"""

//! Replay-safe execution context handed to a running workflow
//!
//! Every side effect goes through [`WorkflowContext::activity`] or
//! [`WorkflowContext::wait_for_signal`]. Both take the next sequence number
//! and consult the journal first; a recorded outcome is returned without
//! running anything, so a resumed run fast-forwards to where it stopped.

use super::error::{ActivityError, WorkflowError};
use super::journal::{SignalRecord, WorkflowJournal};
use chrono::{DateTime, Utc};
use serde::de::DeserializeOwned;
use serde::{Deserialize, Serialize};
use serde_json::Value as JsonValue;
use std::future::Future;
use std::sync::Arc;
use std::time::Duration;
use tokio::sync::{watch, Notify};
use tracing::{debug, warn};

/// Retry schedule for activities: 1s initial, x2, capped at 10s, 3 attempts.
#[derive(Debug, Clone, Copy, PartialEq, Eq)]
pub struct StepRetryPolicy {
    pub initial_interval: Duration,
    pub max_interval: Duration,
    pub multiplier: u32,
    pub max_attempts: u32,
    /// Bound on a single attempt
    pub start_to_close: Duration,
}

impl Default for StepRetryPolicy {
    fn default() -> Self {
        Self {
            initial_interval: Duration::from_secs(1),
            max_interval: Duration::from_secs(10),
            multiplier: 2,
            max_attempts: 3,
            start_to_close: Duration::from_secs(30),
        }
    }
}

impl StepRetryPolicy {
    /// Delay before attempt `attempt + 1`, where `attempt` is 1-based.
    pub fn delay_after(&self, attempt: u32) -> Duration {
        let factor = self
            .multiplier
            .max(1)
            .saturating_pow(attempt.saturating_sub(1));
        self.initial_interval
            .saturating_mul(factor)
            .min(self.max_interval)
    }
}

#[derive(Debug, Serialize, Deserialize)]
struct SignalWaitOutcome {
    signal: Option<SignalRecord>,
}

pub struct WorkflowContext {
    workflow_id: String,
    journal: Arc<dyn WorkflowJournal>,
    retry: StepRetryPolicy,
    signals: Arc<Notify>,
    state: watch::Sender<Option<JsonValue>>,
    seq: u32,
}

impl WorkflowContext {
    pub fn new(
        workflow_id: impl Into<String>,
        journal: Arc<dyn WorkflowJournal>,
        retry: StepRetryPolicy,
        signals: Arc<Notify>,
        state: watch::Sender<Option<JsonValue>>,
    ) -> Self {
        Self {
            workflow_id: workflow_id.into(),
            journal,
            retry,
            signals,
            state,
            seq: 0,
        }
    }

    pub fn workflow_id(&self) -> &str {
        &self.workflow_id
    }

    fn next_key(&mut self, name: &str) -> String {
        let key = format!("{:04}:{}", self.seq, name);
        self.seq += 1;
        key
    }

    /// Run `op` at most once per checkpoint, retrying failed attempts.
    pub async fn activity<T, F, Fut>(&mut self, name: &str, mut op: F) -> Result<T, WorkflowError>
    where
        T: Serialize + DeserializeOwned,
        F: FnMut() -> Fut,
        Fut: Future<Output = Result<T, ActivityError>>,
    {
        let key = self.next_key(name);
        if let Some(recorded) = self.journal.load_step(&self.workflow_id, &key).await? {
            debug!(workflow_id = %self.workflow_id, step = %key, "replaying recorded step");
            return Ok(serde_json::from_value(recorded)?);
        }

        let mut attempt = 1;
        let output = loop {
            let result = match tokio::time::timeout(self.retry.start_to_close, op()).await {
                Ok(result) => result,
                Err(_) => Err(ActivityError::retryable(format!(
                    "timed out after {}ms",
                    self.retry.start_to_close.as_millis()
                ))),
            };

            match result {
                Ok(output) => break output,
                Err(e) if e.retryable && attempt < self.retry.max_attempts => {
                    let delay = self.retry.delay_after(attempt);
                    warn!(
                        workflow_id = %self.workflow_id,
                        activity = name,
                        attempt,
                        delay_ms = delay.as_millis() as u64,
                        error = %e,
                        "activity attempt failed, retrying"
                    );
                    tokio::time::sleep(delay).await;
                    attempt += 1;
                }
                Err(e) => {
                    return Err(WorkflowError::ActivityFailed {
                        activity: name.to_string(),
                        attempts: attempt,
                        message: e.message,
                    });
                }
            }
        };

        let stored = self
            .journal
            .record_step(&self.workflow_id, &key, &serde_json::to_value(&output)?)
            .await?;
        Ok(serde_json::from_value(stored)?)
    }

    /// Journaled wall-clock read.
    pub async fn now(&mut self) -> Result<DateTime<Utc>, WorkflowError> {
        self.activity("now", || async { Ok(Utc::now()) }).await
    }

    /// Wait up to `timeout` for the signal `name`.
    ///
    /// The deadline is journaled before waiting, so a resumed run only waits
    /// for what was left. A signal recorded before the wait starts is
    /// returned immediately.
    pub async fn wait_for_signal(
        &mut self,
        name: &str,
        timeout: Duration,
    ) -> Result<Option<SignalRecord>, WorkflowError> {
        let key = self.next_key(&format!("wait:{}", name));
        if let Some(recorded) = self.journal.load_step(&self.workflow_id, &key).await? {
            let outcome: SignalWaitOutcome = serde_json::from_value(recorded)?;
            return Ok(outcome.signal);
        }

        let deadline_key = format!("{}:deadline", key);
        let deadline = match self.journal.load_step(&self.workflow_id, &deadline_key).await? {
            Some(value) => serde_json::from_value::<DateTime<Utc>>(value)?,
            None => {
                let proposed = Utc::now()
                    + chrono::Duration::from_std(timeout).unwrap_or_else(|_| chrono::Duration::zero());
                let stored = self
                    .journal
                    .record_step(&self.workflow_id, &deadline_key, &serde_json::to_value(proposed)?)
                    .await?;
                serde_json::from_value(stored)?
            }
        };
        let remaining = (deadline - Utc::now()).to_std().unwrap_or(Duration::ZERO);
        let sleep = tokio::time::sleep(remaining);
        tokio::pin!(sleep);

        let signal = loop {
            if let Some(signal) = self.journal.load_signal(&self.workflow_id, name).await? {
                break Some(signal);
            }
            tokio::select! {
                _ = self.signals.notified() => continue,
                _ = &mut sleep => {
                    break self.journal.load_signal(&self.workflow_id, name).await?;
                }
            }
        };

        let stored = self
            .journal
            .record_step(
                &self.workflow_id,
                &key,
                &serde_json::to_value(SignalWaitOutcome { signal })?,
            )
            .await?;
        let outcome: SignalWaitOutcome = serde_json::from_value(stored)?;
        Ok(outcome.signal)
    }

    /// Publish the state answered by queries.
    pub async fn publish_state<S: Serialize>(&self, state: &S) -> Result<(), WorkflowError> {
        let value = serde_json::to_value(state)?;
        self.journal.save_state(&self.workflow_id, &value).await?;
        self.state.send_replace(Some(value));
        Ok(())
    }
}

"""

(Problem details) Which lines in the entries above contain "SignalWaitOutcome"? Pull each of them out.

(Output of the exercise)
struct SignalWaitOutcome {
            let outcome: SignalWaitOutcome = serde_json::from_value(recorded)?;
                &serde_json::to_value(SignalWaitOutcome { signal })?,
        let outcome: SignalWaitOutcome = serde_json::from_value(stored)?;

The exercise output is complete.